Nine patients paralyzed by a spinal cord injury that underwent selective epidural electrical stimulation of the area that controls the movement of the legs regained some motor function, which made it possible to identify the neurons that get back on track.
The study that publishes Nature conducted by the Swiss research center NeuroRestore improves understanding of How can mobility be restored after paralysis?
The team led by Gregorie Corutine and Jocelyne Bloch not only demonstrated the efficacy of this therapy, but also that the improvement in motor function was maintained in the patients once the treatment process was completed. neurorehabilitation and when electrical stimulation was turned off.
Electrical stimulation of the spinal cord has been effective in improving gait recovery in people with paralysis, but the underlying mechanism of this treatment remains unclear.
In this studio, nine individuals with severe or complete paralysis caused by spinal cord injury were enrolled in a clinical trial and received epidural electrical stimulation (EES) treatment.
All immediately recovered or improved their ability to walk during treatment and showed improvements in mobility after five months of treatment and rehabilitation with EES.
New research has identified the type of neuron that is activated and remodeled by stimulation of the spinal cord, allowing patients to stand up, walk and rebuild their muscles, thus improving their quality of life, a discovery that represents a fundamental clinical advance, NeuroRestore noted.
The results suggested that the nerve fibers used for walking had been rearranged and scientists felt it was crucial to understand exactly how this neuronal reorganization occurs in order to develop more effective treatments and improve the lives of as many patients as possible.
The team first studied the underlying mechanisms in mice, revealing a surprising property in a family of neurons that express the gene Vsx2.
While these neurons were not necessary for walking in healthy mice, they were essential for recovery of motor function after a spinal cord injury.
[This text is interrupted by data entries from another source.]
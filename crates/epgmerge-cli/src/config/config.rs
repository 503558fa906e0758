//! `AppConfig` struct and TOML read/write.

use std::path::Path;

use anyhow::{Context, Result};
use epgmerge_core::FeedSource;
use serde::{Deserialize, Serialize};

/// Top-level application configuration.
#[derive(Debug, Serialize, Deserialize, PartialEq, Eq)]
pub struct AppConfig {
    /// Feed sources in declaration order; lower priority integer wins
    /// during the merge.
    #[serde(default = "default_sources")]
    pub sources: Vec<FeedSource>,
    /// Output directory settings.
    #[serde(default)]
    pub output: OutputConfig,
}

/// Output directory configuration.
#[derive(Debug, Serialize, Deserialize, PartialEq, Eq)]
pub struct OutputConfig {
    /// Directory name receiving today's schedules.
    #[serde(default = "default_today_dir")]
    pub today_dir: String,
    /// Directory name receiving tomorrow's schedules.
    #[serde(default = "default_tomorrow_dir")]
    pub tomorrow_dir: String,
}

fn default_today_dir() -> String {
    String::from("today")
}

fn default_tomorrow_dir() -> String {
    String::from("tomorrow")
}

/// The stock source list used when no config file exists.
fn default_sources() -> Vec<FeedSource> {
    vec![
        FeedSource {
            name: String::from("Jio TV"),
            url: String::from("https://avkb.short.gy/jioepg.xml.gz"),
            priority: 1,
        },
        FeedSource {
            name: String::from("Tata Play"),
            url: String::from("https://avkb.short.gy/tsepg.xml.gz"),
            priority: 2,
        },
    ]
}

impl Default for AppConfig {
    fn default() -> Self {
        Self {
            sources: default_sources(),
            output: OutputConfig::default(),
        }
    }
}

impl Default for OutputConfig {
    fn default() -> Self {
        Self {
            today_dir: default_today_dir(),
            tomorrow_dir: default_tomorrow_dir(),
        }
    }
}

impl AppConfig {
    /// Loads config from a TOML file. Returns default if file does not exist.
    ///
    /// # Errors
    ///
    /// Returns an error if the file exists but cannot be read or parsed.
    pub fn load(path: &Path) -> Result<Self> {
        if !path.exists() {
            return Ok(Self::default());
        }
        let content = std::fs::read_to_string(path)
            .with_context(|| format!("failed to read {}", path.display()))?;
        toml::from_str(&content).with_context(|| format!("failed to parse {}", path.display()))
    }

    /// Saves config to a TOML file, creating parent directories if needed.
    ///
    /// # Errors
    ///
    /// Returns an error if directory creation or file write fails.
    pub fn save(&self, path: &Path) -> Result<()> {
        if let Some(parent) = path.parent() {
            std::fs::create_dir_all(parent)
                .with_context(|| format!("failed to create directory {}", parent.display()))?;
        }
        let content = toml::to_string_pretty(self).context("failed to serialize config to TOML")?;
        std::fs::write(path, content).with_context(|| format!("failed to write {}", path.display()))
    }
}
//! Resolution of config and filter-list file locations.

use std::path::PathBuf;

use anyhow::{Context, Result};

const CONFIG_FILE_NAME: &str = "config.toml";
const FILTER_FILE_NAME: &str = "filter_list.txt";

/// Resolves the config file path.
///
/// If `dir` is given, uses `{dir}/config.toml`. Otherwise falls back to
/// `$HOME/.config/epgmerge/config.toml`.
///
/// # Errors
///
/// Returns an error if no directory was given and `$HOME` is not set.
pub fn resolve_config_path(dir: Option<&PathBuf>) -> Result<PathBuf> {
    resolve_in_dir(dir, CONFIG_FILE_NAME)
}

/// Resolves the channel filter-list path with the same rules as
/// [`resolve_config_path`].
///
/// # Errors
///
/// Returns an error if no directory was given and `$HOME` is not set.
pub fn resolve_filter_path(dir: Option<&PathBuf>) -> Result<PathBuf> {
    resolve_in_dir(dir, FILTER_FILE_NAME)
}

fn resolve_in_dir(dir: Option<&PathBuf>, file_name: &str) -> Result<PathBuf> {
    if let Some(dir) = dir {
        return Ok(dir.join(file_name));
    }
    let home = std::env::var("HOME").context("HOME environment variable not set")?;
    Ok(PathBuf::from(home)
        .join(".config")
        .join("epgmerge")
        .join(file_name))
}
Scientists were able, for the first time, to see the activity of a patient’s spinal cord while he was walking, leading to an unexpected finding: during the process of spinal cord stimulation, neuronal activity decreased during walking.
Thus, they hypothesized that it was because neuronal activity was selectively directed at recovery of motor function.
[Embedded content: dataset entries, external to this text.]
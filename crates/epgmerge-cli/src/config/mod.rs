//! Application configuration module.
//!
//! Manages the TOML config file holding the ordered feed source list and
//! output directory names, plus path resolution for the config directory.

#[allow(clippy::module_inception)]
mod config;
mod paths;

#[allow(clippy::module_name_repetitions)]
pub use config::{AppConfig, OutputConfig};
pub use paths::{resolve_config_path, resolve_filter_path};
To test their hypothesis, they developed advanced molecular technology to establish the first 3D molecular mapping of the spinal cordwhich allowed them to observe the recovery process at the level of neurons, Corutine explained.
The discovery was that stimulation of the spinal cord activates Vsx2 neurons, which become increasingly important as the child develops. the reorganization process.
The team validated their findings with epidural implants that were retrofitted by adding light-emitting diodes, which allowed the system to not only stimulate the spinal cord, but also turn off Vsx2 neurons on their own by an optogenetic process.
When the system was used on mice with spinal cord injury, they immediately stopped walking as a result of neuron deactivation, but there was no effect on mice. healthy mice.
This implies, according to the team, that Vsx2 neurons are necessary and sufficient for spinal cord stimulation therapies to be effective and lead to neuronal reorganization.
“It is essential for neuroscientists to be able to understand the specific role that each neuronal subpopulation plays in a complex activity such as walking”Bloch said.
“Our new study, in which nine patients from clinical trials were able to recover a certain degree of motor function thanks to our implants, is providing us with valuable information on the process of reorganization of neurons in the spinal cord.”